Allen Liska, Recorded Future expert, told ZDNet that threats from these ransomware groups taking a side in the conflict should be taken seriously as it poses a real concern. Liska said that Conti is perfectly capable of organizing a focused retaliation. “We know when Ryuk decided to retaliate against the US in 2020 they were easily able to do so,” said Liska.
“More broadly speaking, whether it is ransomware groups, anonymous, or Ukraine calling on ‘Cyber Patriots’ to assist Independent cyber activity is going to be part of any military action going forward. I am not saying it is a good idea, it is just the reality.” – Liska
Similarly, senior analyst at Flashpoint, Andras Toth-Czifra, said that ransomware and hacktivist groups getting involved in an armed conflict are a bad development as Anonymous has targeted governments in the past.
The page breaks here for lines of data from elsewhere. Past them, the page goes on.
#[derive(Debug)]
struct SessionState {
    last_used_at: DateTime<Utc>,
    token: CapabilityToken,
    provider: Provider,
    model: String,
    integrations_enabled: bool,
    external_user: Option<String>,
}

/// Everything an adapter needs for one turn, copied out of the session so no
/// lock is held while the turn runs.
#[derive(Debug, Clone)]
pub struct TurnContext {
    pub chat_id: String,
    pub sandbox: Arc<dyn Sandbox>,
    pub token: String,
    pub provider: Provider,
    pub model: String,
    pub integrations_enabled: bool,
    pub external_user: Option<String>,
}

#[derive(Debug)]
pub struct Session {
    id: String,
    sandbox: Arc<dyn Sandbox>,
    created_at: DateTime<Utc>,
    state: Mutex<SessionState>,
    turn_lock: Arc<Mutex<()>>,
}

impl Session {
    pub fn id(&self) -> &str {
        &self.id
    }

    pub fn sandbox(&self) -> &Arc<dyn Sandbox> {
        &self.sandbox
    }

    pub fn created_at(&self) -> DateTime<Utc> {
        self.created_at
    }

    pub async fn touch(&self) {
        self.state.lock().await.last_used_at = Utc::now();
    }

    pub async fn turn_context(&self) -> TurnContext {
        let state = self.state.lock().await;
        TurnContext {
            chat_id: self.id.clone(),
            sandbox: self.sandbox.clone(),
            token: state.token.value().to_string(),
            provider: state.provider,
            model: state.model.clone(),
            integrations_enabled: state.integrations_enabled,
            external_user: state.external_user.clone(),
        }
    }
}

/// Held for the duration of one turn, including transcript persistence.
#[derive(Debug)]
pub struct TurnGuard {
    chat_id: String,
    _lock: OwnedMutexGuard<()>,
}

impl TurnGuard {
    pub fn chat_id(&self) -> &str {
        &self.chat_id
    }
}

#[derive(Debug, Clone, Default)]
pub struct RegistryConfig {
    pub token_policy: TokenPolicy,
    /// Program and arguments run in the sandbox root on cold start. Empty
    /// skips the install stage.
    pub install_command: Vec<String>,
}

#[derive(Debug)]
pub struct SessionRegistry {
    sessions: RwLock<HashMap<String, Arc<Session>>>,
    provider: Arc<dyn SandboxProvider>,
    store: Arc<dyn ChatStore>,
    config: RegistryConfig,
}

pub fn validate_chat_id(chat_id: &str) -> Result<(), ChatAgentError> {
    let valid = !chat_id.is_empty()
        && chat_id.len() <= MAX_CHAT_ID_LEN
        && chat_id
            .chars()
            .all(|c| c.is_ascii_alphanumeric() || c == '-' || c == '_');
    if valid {
        Ok(())
    } else {
        Err(ChatAgentError::invalid(format!("invalid chat id: {chat_id:?}")))
    }
}

fn elapsed_ms(started: Instant) -> u64 {
    started.elapsed().as_millis() as u64
}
Both Liska and Toth-Czifra are of the view that hacktivists openly picking sides with Russia is very concerning.
Toth-Czifra further explained that Flashpoint has not observed any patriotic remarks on the dark web communities about the Russian attack on Ukraine. This is very different from the emergence of “patriotic hackers” in 2008 during Russia’s attack on Georgia.
“But while the cyber underground has largely remained neutral so far, one shouldn’t forget that Ukraine has cooperated with Western law enforcement against ransomware gangs in recent years, which may influence the calculations of ransomware collectives. So far Flashpoint has seen another prolific ransomware gang (LockBit) suggesting that they would remain neutral.”
On Friday, BBC reported that a Russian hacker group have attacked Ukrainian servers with DDoS attacks and had emailed the threat of bomb attacks to schools. The hacker group openly boasts about their work and claims to take such plans in the future, including the use of ransomware.
“This is just the beginning….You’ve got to understand that we are being careful and watching what we do at the moment. We could launch ransomware but we haven’t yet,” says the Russian hacker group.
Karen Walsh, CEO of Allegro Solutions said that Conti’s statement would confuse US companies with cyber insurance plans.
“Notably, these changes mentioned cyber operations carried out in the course of the war. As part of risk mitigation, companies should begin reviewing their cyber liability insurance exclusions and make sure that they question their carriers about their position on this issue,” said Walsh.
Companies are already warned to bolster their cybersecurity as new restrictions are imposed on Russia. The UK has warned companies to prepare for potential cyber attacks.
Intense and widespread cyber warfare looms as Russia invades Ukraine. The situation got worse with ransomware groups taking sides in the war.